(Recorded data)

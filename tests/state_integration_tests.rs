//! Integration tests for StateManager with state change events
//!
//! These tests verify that the StateManager correctly:
//! - Emits state change events on activation-pointer changes
//! - Supports multiple subscribers
//! - Persists the pointer before anyone can observe it
//! - Serializes activations across threads

use camino::Utf8PathBuf;
use ronmgr::persistence::{JsonStore, Store};
use ronmgr::{InstanceId, InvalidOperation, StateChange, StateManager};
use std::sync::Arc;
use std::thread;
use tempfile::TempDir;
use tokio::time::{Duration, timeout};

fn create_state() -> (TempDir, Arc<dyn Store>, StateManager) {
    let temp_dir = TempDir::new().unwrap();
    let path = Utf8PathBuf::try_from(temp_dir.path().to_path_buf()).unwrap();
    let store: Arc<dyn Store> = Arc::new(JsonStore::open(&path).unwrap());
    let state = StateManager::load(Arc::clone(&store)).unwrap();
    (temp_dir, store, state)
}

#[tokio::test]
async fn test_pointer_change_event_emitted() {
    let (_temp_dir, _store, state) = create_state();
    let mut rx = state.subscribe();

    state
        .set_active_instance(Some(InstanceId::new("realism")))
        .unwrap();

    let event = timeout(Duration::from_millis(100), rx.recv())
        .await
        .expect("Timeout waiting for event")
        .expect("Channel closed");

    assert_eq!(
        event,
        StateChange::ActiveInstanceChanged {
            previous: None,
            current: Some(InstanceId::new("realism")),
        }
    );
}

#[tokio::test]
async fn test_multiple_subscribers_receive_events() {
    let (_temp_dir, _store, state) = create_state();
    let mut rx1 = state.subscribe();
    let mut rx2 = state.subscribe();

    state
        .set_active_instance(Some(InstanceId::new("pvp")))
        .unwrap();

    for rx in [&mut rx1, &mut rx2] {
        let event = timeout(Duration::from_millis(100), rx.recv())
            .await
            .expect("Timeout")
            .expect("Channel closed");
        assert!(matches!(event, StateChange::ActiveInstanceChanged { .. }));
    }
}

#[tokio::test]
async fn test_unchanged_pointer_emits_nothing() {
    let (_temp_dir, _store, state) = create_state();
    let mut rx = state.subscribe();

    let changes = state.set_active_instance(None).unwrap();

    assert!(changes.is_empty());
    assert!(
        timeout(Duration::from_millis(50), rx.recv()).await.is_err(),
        "No event expected when the pointer does not move"
    );
}

#[tokio::test]
async fn test_activation_lifecycle_events_in_order() {
    let (_temp_dir, _store, state) = create_state();
    let mut rx = state.subscribe();
    let target = InstanceId::new("realism");

    {
        let _slot = state.begin_activation(&target).unwrap();
        state.set_active_instance(Some(target.clone())).unwrap();
    }

    let mut events = Vec::new();
    for _ in 0..3 {
        events.push(
            timeout(Duration::from_millis(100), rx.recv())
                .await
                .expect("Timeout")
                .expect("Channel closed"),
        );
    }

    assert_eq!(
        events,
        vec![
            StateChange::ActivationStarted {
                instance: target.clone()
            },
            StateChange::ActiveInstanceChanged {
                previous: None,
                current: Some(target.clone()),
            },
            StateChange::ActivationFinished { instance: target },
        ]
    );
}

#[test]
fn test_pointer_survives_restart() {
    let (_temp_dir, store, state) = create_state();
    state
        .set_active_instance(Some(InstanceId::new("pvp")))
        .unwrap();

    let reloaded = StateManager::load(store).unwrap();
    assert_eq!(reloaded.active_instance(), Some(InstanceId::new("pvp")));
    assert!(!reloaded.read(|s| s.is_activating()));
}

#[test]
fn test_concurrent_activation_attempts_are_serialized() {
    let (_temp_dir, _store, state) = create_state();
    let slot = state.begin_activation(&InstanceId::new("realism")).unwrap();

    let handles: Vec<_> = (0..8)
        .map(|i| {
            let state = state.clone();
            thread::spawn(move || {
                state
                    .begin_activation(&InstanceId::new(format!("other-{}", i)))
                    .map(drop)
            })
        })
        .collect();

    for handle in handles {
        assert_eq!(
            handle.join().unwrap(),
            Err(InvalidOperation::ActivationInProgress)
        );
    }

    drop(slot);
    assert!(state.begin_activation(&InstanceId::new("pvp")).is_ok());
}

(Exercise prompt) Exactly the lines from the start of the entries through the one bearing "activations across threads" are to be output, with both ends included.

(Response to this exercise)
filename tests/state_integration_tests.rs
//! Integration tests for StateManager with state change events
//!
//! These tests verify that the StateManager correctly:
//! - Emits state change events on activation-pointer changes
//! - Supports multiple subscribers
//! - Persists the pointer before anyone can observe it
//! - Serializes activations across threads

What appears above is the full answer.